§ Exercise directions
Nothing but an exact copy of the data should be given.

§ Data for review
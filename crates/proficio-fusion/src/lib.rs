//! Proficio Fusion - Multi-view feature fusion
//!
//! Turns a variable set of per-camera embeddings into one fixed-size
//! representation and a proficiency prediction.
//!
//! # Pipeline
//!
//! ```text
//! views ─► ViewProjector ─► CrossViewAttention ─► GatingNetwork
//!                                   │                   │
//!                                   └─ confidence ──► AdaptiveCalibration
//!                                                       │ weights
//!                                   FusionAggregator ◄──┘
//!                                          │
//!                                   ProficiencyHead ─► logits
//! ```
//!
//! Every stage takes the presence mask as part of its input. Absent slots
//! are never read, weights are shared across cameras, and no stage looks
//! at slot order, so any subset of up to `max_views` cameras can be fused
//! by the same parameters.
//!
//! `FusionModel::backward` replays a `FusionTrace` through every stage in
//! reverse and returns named parameter gradients plus input gradients.

pub mod aggregator;
pub mod attention;
pub mod calibration;
pub mod extractor;
pub mod gating;
pub mod gradient;
pub mod head;
pub mod model;
pub mod projector;
pub mod snapshot;

pub use aggregator::*;
pub use attention::*;
pub use calibration::*;
pub use extractor::*;
pub use gating::*;
pub use gradient::*;
pub use head::*;
pub use model::*;
pub use projector::*;
pub use snapshot::*;
//! Fixed checkpoint header
//!
//! Fixed header is 24 bytes:
//! - Bytes 0-3: Magic "PFCK"
//! - Byte 4: Format version
//! - Byte 5: Flags
//! - Bytes 6-7: Reserved (zero)
//! - Bytes 8-15: Training step (LE)
//! - Bytes 16-19: Tensor count (LE)
//! - Bytes 20-23: Configuration length in bytes (LE)

use proficio_core::{FusionError, FusionResult};

use crate::CheckpointFlags;

/// Fixed header size in bytes
pub const HEADER_SIZE: usize = 24;

/// File magic
pub const MAGIC: [u8; 4] = *b"PFCK";

/// Current checkpoint format version
pub const FORMAT_VERSION: u8 = 1;

/// Fixed header structure
#[derive(Clone, Debug, PartialEq, Eq)]
pub struct CheckpointHeader {
    /// Format version
    pub version: u8,
    /// Optional components present in the model
    pub flags: CheckpointFlags,
    /// Training step at which the checkpoint was taken
    pub step: u64,
    /// Number of tensor records
    pub tensor_count: u32,
    /// Length of the JSON configuration block
    pub config_len: u32,
}

impl CheckpointHeader {
    pub fn new(flags: CheckpointFlags, step: u64, tensor_count: u32, config_len: u32) -> Self {
        CheckpointHeader {
            version: FORMAT_VERSION,
            flags,
            step,
            tensor_count,
            config_len,
        }
    }

    /// Parse header from bytes
    pub fn parse(buf: &[u8]) -> FusionResult<Self> {
        if buf.len() < HEADER_SIZE {
            return Err(FusionError::BufferTooShort {
                expected: HEADER_SIZE,
                actual: buf.len(),
            });
        }

        // Bytes 0-3: Magic
        if buf[0..4] != MAGIC {
            return Err(FusionError::InvalidCheckpoint("bad magic".into()));
        }

        // Byte 4: Version
        let version = buf[4];
        if version != FORMAT_VERSION {
            return Err(FusionError::InvalidCheckpoint(format!(
                "unsupported format version {}",
                version
            )));
        }

        // Byte 5: Flags
        let flags = CheckpointFlags::new(buf[5]);
        if flags.has_unknown() {
            return Err(FusionError::InvalidCheckpoint(format!(
                "unknown flags {:#04x}",
                flags.0
            )));
        }

        // Bytes 6-7: Reserved
        if buf[6] != 0 || buf[7] != 0 {
            return Err(FusionError::InvalidCheckpoint("reserved bytes set".into()));
        }

        // Bytes 8-15: Step
        let mut step = [0u8; 8];
        step.copy_from_slice(&buf[8..16]);

        // Bytes 16-19: Tensor count
        let tensor_count = u32::from_le_bytes([buf[16], buf[17], buf[18], buf[19]]);

        // Bytes 20-23: Config length
        let config_len = u32::from_le_bytes([buf[20], buf[21], buf[22], buf[23]]);

        Ok(CheckpointHeader {
            version,
            flags,
            step: u64::from_le_bytes(step),
            tensor_count,
            config_len,
        })
    }

    /// Serialize header into a fixed-size array
    pub fn to_bytes(&self) -> [u8; HEADER_SIZE] {
        let mut buf = [0u8; HEADER_SIZE];
        buf[0..4].copy_from_slice(&MAGIC);
        buf[4] = self.version;
        buf[5] = self.flags.0;
        buf[8..16].copy_from_slice(&self.step.to_le_bytes());
        buf[16..20].copy_from_slice(&self.tensor_count.to_le_bytes());
        buf[20..24].copy_from_slice(&self.config_len.to_le_bytes());
        buf
    }
}

#[cfg(test)]
mod tests {
    use super::*;

    fn header() -> CheckpointHeader {
        CheckpointHeader::new(
            CheckpointFlags::new(CheckpointFlags::REGRESSION),
            0xDEAD_BEEF_0042,
            37,
            512,
        )
    }

    #[test]
    fn test_header_roundtrip() {
        let header = header();
        let bytes = header.to_bytes();
        assert_eq!(&bytes[0..4], b"PFCK");
        assert_eq!(CheckpointHeader::parse(&bytes).unwrap(), header);
    }

    #[test]
    fn test_header_too_short() {
        let buf = [0u8; 20];
        assert!(matches!(
            CheckpointHeader::parse(&buf),
            Err(FusionError::BufferTooShort { expected: 24, actual: 20 })
        ));
    }

    #[test]
    fn test_rejects_bad_magic_and_version() {
        let mut bytes = header().to_bytes();
        bytes[0] = b'X';
        assert!(matches!(
            CheckpointHeader::parse(&bytes),
            Err(FusionError::InvalidCheckpoint(_))
        ));

        let mut bytes = header().to_bytes();
        bytes[4] = FORMAT_VERSION + 1;
        assert!(matches!(
            CheckpointHeader::parse(&bytes),
            Err(FusionError::InvalidCheckpoint(_))
        ));
    }

    #[test]
    fn test_rejects_unknown_flags_and_reserved() {
        let mut bytes = header().to_bytes();
        bytes[5] = 0x80;
        assert!(CheckpointHeader::parse(&bytes).is_err());

        let mut bytes = header().to_bytes();
        bytes[7] = 1;
        assert!(CheckpointHeader::parse(&bytes).is_err());
    }
}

§ Result for this task
filename crates/proficio-fusion/src/lib.rs
//! Proficio Fusion - Multi-view feature fusion
//!
//! Turns a variable set of per-camera embeddings into one fixed-size
//! representation and a proficiency prediction.
//!
//! # Pipeline
//!
//! ```text
//! views ─► ViewProjector ─► CrossViewAttention ─► GatingNetwork
//!                                   │                   │
//!                                   └─ confidence ──► AdaptiveCalibration
//!                                                       │ weights
//!                                   FusionAggregator ◄──┘
//!                                          │
//!                                   ProficiencyHead ─► logits
//! ```
//!
//! Every stage takes the presence mask as part of its input. Absent slots
//! are never read, weights are shared across cameras, and no stage looks
//! at slot order, so any subset of up to `max_views` cameras can be fused
//! by the same parameters.
//!
//! `FusionModel::backward` replays a `FusionTrace` through every stage in
//! reverse and returns named parameter gradients plus input gradients.

pub mod aggregator;
pub mod attention;
pub mod calibration;
pub mod extractor;
pub mod gating;
pub mod gradient;
pub mod head;
pub mod model;
pub mod projector;
pub mod snapshot;

pub use aggregator::*;
pub use attention::*;
pub use calibration::*;
pub use extractor::*;
pub use gating::*;
pub use gradient::*;
pub use head::*;
pub use model::*;
pub use projector::*;
pub use snapshot::*;
//! Fixed checkpoint header
//!
//! Fixed header is 24 bytes:
//! - Bytes 0-3: Magic "PFCK"
//! - Byte 4: Format version
//! - Byte 5: Flags
//! - Bytes 6-7: Reserved (zero)
//! - Bytes 8-15: Training step (LE)
//! - Bytes 16-19: Tensor count (LE)
//! - Bytes 20-23: Configuration length in bytes (LE)

use proficio_core::{FusionError, FusionResult};

use crate::CheckpointFlags;

/// Fixed header size in bytes
pub const HEADER_SIZE: usize = 24;

/// File magic
pub const MAGIC: [u8; 4] = *b"PFCK";

/// Current checkpoint format version
pub const FORMAT_VERSION: u8 = 1;

/// Fixed header structure
#[derive(Clone, Debug, PartialEq, Eq)]
pub struct CheckpointHeader {
    /// Format version
    pub version: u8,
    /// Optional components present in the model
    pub flags: CheckpointFlags,
    /// Training step at which the checkpoint was taken
    pub step: u64,
    /// Number of tensor records
    pub tensor_count: u32,
    /// Length of the JSON configuration block
    pub config_len: u32,
}

impl CheckpointHeader {
    pub fn new(flags: CheckpointFlags, step: u64, tensor_count: u32, config_len: u32) -> Self {
        CheckpointHeader {
            version: FORMAT_VERSION,
            flags,
            step,
            tensor_count,
            config_len,
        }
    }

    /// Parse header from bytes
    pub fn parse(buf: &[u8]) -> FusionResult<Self> {
        if buf.len() < HEADER_SIZE {
            return Err(FusionError::BufferTooShort {
                expected: HEADER_SIZE,
                actual: buf.len(),
            });
        }

        // Bytes 0-3: Magic
        if buf[0..4] != MAGIC {
            return Err(FusionError::InvalidCheckpoint("bad magic".into()));
        }

        // Byte 4: Version
        let version = buf[4];
        if version != FORMAT_VERSION {
            return Err(FusionError::InvalidCheckpoint(format!(
                "unsupported format version {}",
                version
            )));
        }

        // Byte 5: Flags
        let flags = CheckpointFlags::new(buf[5]);
        if flags.has_unknown() {
            return Err(FusionError::InvalidCheckpoint(format!(
                "unknown flags {:#04x}",
                flags.0
            )));
        }

        // Bytes 6-7: Reserved
        if buf[6] != 0 || buf[7] != 0 {
            return Err(FusionError::InvalidCheckpoint("reserved bytes set".into()));
        }

        // Bytes 8-15: Step
        let mut step = [0u8; 8];
        step.copy_from_slice(&buf[8..16]);

        // Bytes 16-19: Tensor count
        let tensor_count = u32::from_le_bytes([buf[16], buf[17], buf[18], buf[19]]);

        // Bytes 20-23: Config length
        let config_len = u32::from_le_bytes([buf[20], buf[21], buf[22], buf[23]]);

        Ok(CheckpointHeader {
            version,
            flags,
            step: u64::from_le_bytes(step),
            tensor_count,
            config_len,
        })
    }

    /// Serialize header into a fixed-size array
    pub fn to_bytes(&self) -> [u8; HEADER_SIZE] {
        let mut buf = [0u8; HEADER_SIZE];
        buf[0..4].copy_from_slice(&MAGIC);
        buf[4] = self.version;
        buf[5] = self.flags.0;
        buf[8..16].copy_from_slice(&self.step.to_le_bytes());
        buf[16..20].copy_from_slice(&self.tensor_count.to_le_bytes());
        buf[20..24].copy_from_slice(&self.config_len.to_le_bytes());
        buf
    }
}

#[cfg(test)]
mod tests {
    use super::*;

    fn header() -> CheckpointHeader {
        CheckpointHeader::new(
            CheckpointFlags::new(CheckpointFlags::REGRESSION),
            0xDEAD_BEEF_0042,
            37,
            512,
        )
    }

    #[test]
    fn test_header_roundtrip() {
        let header = header();
        let bytes = header.to_bytes();
        assert_eq!(&bytes[0..4], b"PFCK");
        assert_eq!(CheckpointHeader::parse(&bytes).unwrap(), header);
    }

    #[test]
    fn test_header_too_short() {
        let buf = [0u8; 20];
        assert!(matches!(
            CheckpointHeader::parse(&buf),
            Err(FusionError::BufferTooShort { expected: 24, actual: 20 })
        ));
    }

    #[test]
    fn test_rejects_bad_magic_and_version() {
        let mut bytes = header().to_bytes();
        bytes[0] = b'X';
        assert!(matches!(
            CheckpointHeader::parse(&bytes),
            Err(FusionError::InvalidCheckpoint(_))
        ));

        let mut bytes = header().to_bytes();
        bytes[4] = FORMAT_VERSION + 1;
        assert!(matches!(
            CheckpointHeader::parse(&bytes),
            Err(FusionError::InvalidCheckpoint(_))
        ));
    }

    #[test]
    fn test_rejects_unknown_flags_and_reserved() {
        let mut bytes = header().to_bytes();
        bytes[5] = 0x80;
        assert!(CheckpointHeader::parse(&bytes).is_err());

        let mut bytes = header().to_bytes();
        bytes[7] = 1;
        assert!(CheckpointHeader::parse(&bytes).is_err());
    }
}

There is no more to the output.